Something like QYLD is something you keep forever, and is essentially guaranteed income, removing the need to worry about timing and market crashes. QYLD pays by shares, not price.
The issue is that QYLD seems to be heading to zero, because it doesn't have any assets, and there's no limit to funds. What happens to dividends at that point?
Anyone who doesn't do a cover-call on their growth stocks, and actually pick a sell price, is living in a fantasy.
Often times the goal of dividend growth stocks is to not sell. When you reinvest dividends the compounding effect starts to take place. After some time, you find yourself with 50% dividend yields on cost if you invest into quality dividend growth stocks.
@@Dividendology On truly growth stocks, your dividends will never be able to afford the new share price to reinvest. Especially in today's time, where P/E is completely out of whack.

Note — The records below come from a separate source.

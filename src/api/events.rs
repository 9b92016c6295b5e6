//! Event endpoints
//!
//! Public listing and detail, self-registration for signed-in users, the
//! JSON booking API and the staff event management routes.

use axum::{
    extract::{Multipart, Path, State},
    http::StatusCode,
    routing::{delete, get, post},
    Router,
};
use chrono::Utc;
use serde::{Deserialize, Serialize};
use tracing::info;
use uuid::Uuid;
use validator::Validate;

use super::{parse_uuid, uploads};
use crate::{
    db::{
        EventClassRepository, EventRepository, PhotoRepository, RegistrationOutcome,
        VenueRepository,
    },
    middleware::AuthUser,
    models::{
        CreateEventApiRequest, CrowdSize, Event, EventClass, EventClassDetail,
        EventClassRequest, EventDetail, EventRegistration, EventRequest, EventStatus,
        EventStatusUpdate, EventSummary, MyEventEntry, Photo, PhotoOwner, RegisterRequest,
        VenueOption,
    },
    utils::{time::parse_datetime_input, AppError, AppResult, Json, Query},
    AppState,
};

/// Routes open to anonymous callers
pub fn public_routes() -> Router<AppState> {
    Router::new()
        .route("/events/", get(list_events))
        .route("/events/{id}/", get(get_event))
        .route("/events/api/event-classes/", get(list_event_classes))
        .route("/events/api/venues/", get(list_venue_options))
}

/// Routes for signed-in users
pub fn protected_routes() -> Router<AppState> {
    Router::new()
        .route("/events/{id}/register/", post(register))
        .route("/events/{id}/unregister/", post(unregister))
        .route("/events/my-events/", get(my_events))
        .route("/events/api/create-event/", post(create_event_api))
}

/// Staff event management (mounted under `/admin/api`)
pub fn staff_routes() -> Router<AppState> {
    Router::new()
        .route("/events/", get(list_recent_events).post(create_event))
        .route(
            "/events/{id}/",
            get(get_event).put(update_event).delete(delete_event),
        )
        .route("/event/status/", post(update_event_status))
        .route(
            "/event-classes/",
            get(list_all_event_classes).post(create_event_class),
        )
        .route(
            "/event-classes/{id}/",
            get(get_event_class)
                .put(update_event_class)
                .delete(delete_event_class),
        )
        .route(
            "/event-classes/{id}/photos/",
            get(list_event_class_photos).post(upload_event_class_photo),
        )
        .route(
            "/event-classes/{id}/photos/{photo_id}/",
            delete(delete_event_class_photo),
        )
}

#[derive(Debug, Deserialize)]
pub struct EventListQuery {
    #[serde(default)]
    pub search: Option<String>,
}

/// GET /events/?search=
///
/// Upcoming approved, active events, soonest first.
async fn list_events(
    State(state): State<AppState>,
    Query(query): Query<EventListQuery>,
) -> AppResult<Json<Vec<EventSummary>>> {
    let events = EventRepository::new(&state.db)
        .list_upcoming(Utc::now(), query.search.as_deref())
        .await?;
    Ok(Json(events))
}

/// GET /events/{id}/
///
/// Personalised with `user_registered` when the caller is signed in.
async fn get_event(
    State(state): State<AppState>,
    auth_user: Option<AuthUser>,
    Path(id): Path<String>,
) -> AppResult<Json<EventDetail>> {
    let id = parse_uuid(&id, "event")?;
    let repo = EventRepository::new(&state.db);
    let event = repo
        .get_by_id(id)
        .await?
        .ok_or_else(|| AppError::not_found("Event not found"))?;

    let registration_count = repo.registration_count(id).await?;
    let user_registered = match auth_user {
        Some(user) => repo.is_registered(id, user.id).await?,
        None => false,
    };
    let (venue_name, event_class_name) = repo.related_names(&event).await?;

    let spots_remaining = event
        .max_participants
        .map(|max| (max - registration_count).max(0));
    let can_register = event.can_register(Utc::now());

    Ok(Json(EventDetail {
        event,
        venue_name,
        event_class_name,
        registration_count,
        spots_remaining,
        can_register,
        user_registered,
    }))
}

/// POST /events/{id}/register/
async fn register(
    State(state): State<AppState>,
    auth_user: AuthUser,
    Path(id): Path<String>,
    payload: Option<Json<RegisterRequest>>,
) -> AppResult<(StatusCode, Json<EventRegistration>)> {
    let id = parse_uuid(&id, "event")?;
    let repo = EventRepository::new(&state.db);
    let event = repo
        .get_by_id(id)
        .await?
        .ok_or_else(|| AppError::not_found("Event not found"))?;

    if !event.can_register(Utc::now()) {
        return Err(AppError::bad_request(
            "Registration is not open for this event",
        ));
    }

    let notes = payload.map(|Json(p)| p.notes).unwrap_or_default();
    match repo.register(id, auth_user.id, notes.trim()).await? {
        RegistrationOutcome::Registered(registration) => {
            info!(event_id = %id, user = %auth_user.username, "Registered for event");
            Ok((StatusCode::CREATED, Json(registration)))
        }
        RegistrationOutcome::AlreadyRegistered => Err(AppError::conflict(
            "You are already registered for this event",
        )),
        RegistrationOutcome::Full => Err(AppError::bad_request("This event is full")),
    }
}

/// POST /events/{id}/unregister/
async fn unregister(
    State(state): State<AppState>,
    auth_user: AuthUser,
    Path(id): Path<String>,
) -> AppResult<StatusCode> {
    let id = parse_uuid(&id, "event")?;
    if EventRepository::new(&state.db)
        .unregister(id, auth_user.id)
        .await?
    {
        info!(event_id = %id, user = %auth_user.username, "Unregistered from event");
        Ok(StatusCode::NO_CONTENT)
    } else {
        Err(AppError::not_found(
            "You are not registered for this event",
        ))
    }
}

/// GET /events/my-events/
async fn my_events(
    State(state): State<AppState>,
    auth_user: AuthUser,
) -> AppResult<Json<Vec<MyEventEntry>>> {
    Ok(Json(
        EventRepository::new(&state.db)
            .list_for_user(auth_user.id)
            .await?,
    ))
}

/// GET /events/api/event-classes/
async fn list_event_classes(State(state): State<AppState>) -> AppResult<Json<Vec<EventClass>>> {
    Ok(Json(EventClassRepository::new(&state.db).list(true).await?))
}

/// GET /events/api/venues/
async fn list_venue_options(State(state): State<AppState>) -> AppResult<Json<Vec<VenueOption>>> {
    Ok(Json(VenueRepository::new(&state.db).list_options().await?))
}

#[derive(Debug, Serialize)]
pub struct CreateEventApiResponse {
    pub success: bool,
    pub event_id: Uuid,
    pub message: String,
}

fn non_empty(value: &Option<String>) -> Option<&str> {
    value.as_deref().map(str::trim).filter(|v| !v.is_empty())
}

/// POST /events/api/create-event/
///
/// The caller becomes the organizer; the event waits for staff approval.
async fn create_event_api(
    State(state): State<AppState>,
    auth_user: AuthUser,
    Json(payload): Json<CreateEventApiRequest>,
) -> AppResult<(StatusCode, Json<CreateEventApiResponse>)> {
    let (Some(title), Some(event_type), Some(start)) = (
        non_empty(&payload.title),
        non_empty(&payload.event_type),
        non_empty(&payload.datetime_start),
    ) else {
        return Err(AppError::bad_request(
            "Missing required fields: title, eventType, datetimeStart",
        ));
    };

    let date = parse_datetime_input(start)
        .ok_or_else(|| AppError::bad_request(format!("Invalid datetimeStart: {}", start)))?;

    let event_class = EventClassRepository::new(&state.db)
        .resolve(event_type)
        .await?
        .ok_or_else(|| AppError::bad_request(format!("Unknown event type: {}", event_type)))?;

    let (min, max) = CrowdSize::from_label(non_empty(&payload.crowd_size).unwrap_or("")).bounds();

    let request = EventRequest {
        title: title.to_string(),
        description: String::new(),
        date,
        venue_id: None,
        event_class_id: Some(event_class.id),
        location: non_empty(&payload.area).unwrap_or_default().to_string(),
        min_participants: Some(min),
        max_participants: Some(max),
        registration_deadline: None,
        is_active: true,
        special_requests: non_empty(&payload.special_requests)
            .unwrap_or_default()
            .to_string(),
        status: EventStatus::Pending,
    };
    request.validate()?;

    let event = EventRepository::new(&state.db)
        .create(&request, Some(auth_user.id))
        .await?;

    info!(
        event_id = %event.id,
        organizer = %auth_user.username,
        event_class = %event_class.name,
        "Event created via API"
    );

    Ok((
        StatusCode::CREATED,
        Json(CreateEventApiResponse {
            success: true,
            event_id: event.id,
            message: "Event created successfully".to_string(),
        }),
    ))
}

async fn list_recent_events(State(state): State<AppState>) -> AppResult<Json<Vec<EventSummary>>> {
    let limit = state.config.dashboard.recent_reservations;
    Ok(Json(EventRepository::new(&state.db).list_recent(limit).await?))
}

/// POST /admin/api/events/
async fn create_event(
    State(state): State<AppState>,
    auth_user: AuthUser,
    Json(payload): Json<EventRequest>,
) -> AppResult<(StatusCode, Json<Event>)> {
    payload.validate()?;
    payload.check_bounds().map_err(AppError::validation)?;

    let event = EventRepository::new(&state.db)
        .create(&payload, Some(auth_user.id))
        .await?;
    info!(event_id = %event.id, title = %event.title, "Event created");
    Ok((StatusCode::CREATED, Json(event)))
}

async fn update_event(
    State(state): State<AppState>,
    Path(id): Path<String>,
    Json(payload): Json<EventRequest>,
) -> AppResult<Json<Event>> {
    let id = parse_uuid(&id, "event")?;
    payload.validate()?;
    payload.check_bounds().map_err(AppError::validation)?;

    EventRepository::new(&state.db)
        .update(id, &payload)
        .await?
        .map(Json)
        .ok_or_else(|| AppError::not_found("Event not found"))
}

async fn delete_event(
    State(state): State<AppState>,
    Path(id): Path<String>,
) -> AppResult<StatusCode> {
    let id = parse_uuid(&id, "event")?;
    if EventRepository::new(&state.db).delete(id).await? {
        info!(event_id = %id, "Event deleted");
        Ok(StatusCode::NO_CONTENT)
    } else {
        Err(AppError::not_found("Event not found"))
    }
}

#[derive(Debug, Serialize)]
pub struct StatusUpdateResponse {
    pub success: bool,
    pub status: String,
}

/// POST /admin/api/event/status/ `{event_id, status}`
async fn update_event_status(
    State(state): State<AppState>,
    Json(payload): Json<EventStatusUpdate>,
) -> AppResult<Json<StatusUpdateResponse>> {
    let (Some(event_id), Some(status)) = (payload.event_id, payload.status.as_deref()) else {
        return Err(AppError::bad_request("Missing required fields"));
    };
    let status: EventStatus = status.trim().parse().map_err(AppError::bad_request)?;

    if !EventRepository::new(&state.db)
        .set_status(event_id, status)
        .await?
    {
        return Err(AppError::not_found("Event not found"));
    }

    info!(event_id = %event_id, status = %status, "Event status updated");
    Ok(Json(StatusUpdateResponse {
        success: true,
        status: status.to_string(),
    }))
}

/// GET /admin/api/event-classes/ (inactive classes included)
async fn list_all_event_classes(
    State(state): State<AppState>,
) -> AppResult<Json<Vec<EventClass>>> {
    Ok(Json(EventClassRepository::new(&state.db).list(false).await?))
}

async fn get_event_class(
    State(state): State<AppState>,
    Path(id): Path<String>,
) -> AppResult<Json<EventClassDetail>> {
    let id = parse_uuid(&id, "event class")?;
    let event_class = EventClassRepository::new(&state.db)
        .get_by_id(id)
        .await?
        .ok_or_else(|| AppError::not_found("Event class not found"))?;
    let photos = PhotoRepository::new(&state.db, PhotoOwner::EventClass)
        .list(id)
        .await?;

    Ok(Json(EventClassDetail {
        event_class,
        photos,
    }))
}

async fn create_event_class(
    State(state): State<AppState>,
    Json(payload): Json<EventClassRequest>,
) -> AppResult<(StatusCode, Json<EventClass>)> {
    payload.validate()?;
    let event_class = EventClassRepository::new(&state.db)
        .create(&payload)
        .await?;
    info!(event_class_id = %event_class.id, name = %event_class.name, "Event class created");
    Ok((StatusCode::CREATED, Json(event_class)))
}

async fn update_event_class(
    State(state): State<AppState>,
    Path(id): Path<String>,
    Json(payload): Json<EventClassRequest>,
) -> AppResult<Json<EventClass>> {
    let id = parse_uuid(&id, "event class")?;
    payload.validate()?;
    EventClassRepository::new(&state.db)
        .update(id, &payload)
        .await?
        .map(Json)
        .ok_or_else(|| AppError::not_found("Event class not found"))
}

/// DELETE /admin/api/event-classes/{id}/
///
/// Events of the class keep existing without a class.
async fn delete_event_class(
    State(state): State<AppState>,
    Path(id): Path<String>,
) -> AppResult<StatusCode> {
    let id = parse_uuid(&id, "event class")?;
    let photos = PhotoRepository::new(&state.db, PhotoOwner::EventClass)
        .list(id)
        .await?;

    if !EventClassRepository::new(&state.db).delete(id).await? {
        return Err(AppError::not_found("Event class not found"));
    }

    for photo in photos {
        state.media.remove(&photo.path).await;
    }
    info!(event_class_id = %id, "Event class deleted");
    Ok(StatusCode::NO_CONTENT)
}

async fn list_event_class_photos(
    State(state): State<AppState>,
    Path(id): Path<String>,
) -> AppResult<Json<Vec<Photo>>> {
    let id = parse_uuid(&id, "event class")?;
    Ok(Json(
        PhotoRepository::new(&state.db, PhotoOwner::EventClass)
            .list(id)
            .await?,
    ))
}

/// POST /admin/api/event-classes/{id}/photos/ (at most two per class)
async fn upload_event_class_photo(
    State(state): State<AppState>,
    Path(id): Path<String>,
    multipart: Multipart,
) -> AppResult<(StatusCode, Json<Photo>)> {
    let id = parse_uuid(&id, "event class")?;
    uploads::add_photo(&state, PhotoOwner::EventClass, id, multipart).await
}

async fn delete_event_class_photo(
    State(state): State<AppState>,
    Path((id, photo_id)): Path<(String, String)>,
) -> AppResult<StatusCode> {
    let id = parse_uuid(&id, "event class")?;
    let photo_id = parse_uuid(&photo_id, "photo")?;
    uploads::remove_photo(&state, PhotoOwner::EventClass, id, photo_id).await
}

I don't think a 100% covered call ETF is going to help growth. This is why JEPI and QQQX are important to add to the mix. A 100% covered call fund should likely be a service without a stock price.
Good thoughts. I have a video on JEPI coming out soon.
What about newly retired at 55 and looking for just income? If the markets stay flat or "normal" for the next decade or so would the data support the same conclusion? Enlightening video and definitely giving me pause before sinking a large chunk into QYLD. Thanks!
QYLD is definitely a case by case situation. I think even for people who are in situations where it could make sense to invest into QYLD , I still wounld't advise to make it the only holding in their portfolio.
That's the short answer, I plan on making more videos on QYLD in the future, so hopefully I can answer more of your questions in future videos. Thanks!
what are some examples of DGS in this situation? SCHD? Watching on a phone so could not see yield on the DGS
Historically a great example would be KO. They have had phenomenal price appreciation and dividend growth over the past 30 years.
As for dividend growth today, it’s important to find the intrinsic value of stocks and understand their managements approach to dividend growth to find opportunities. Some *potential companies that could have great price appreciation as well as dividend growth would be MSFT, AAPL, LOW, HD, and SBUX. I plan on continuing to perform analysis on these types of companies and making videos on them.
So if I have say, $5,000,000 to invest then maybe it’s not for me. But I’m probably never going to have that kind of money. I’m looking for a secondary passive income and have about $175,000 to invest. This fits the bill perfectly. Thank you for your analysis.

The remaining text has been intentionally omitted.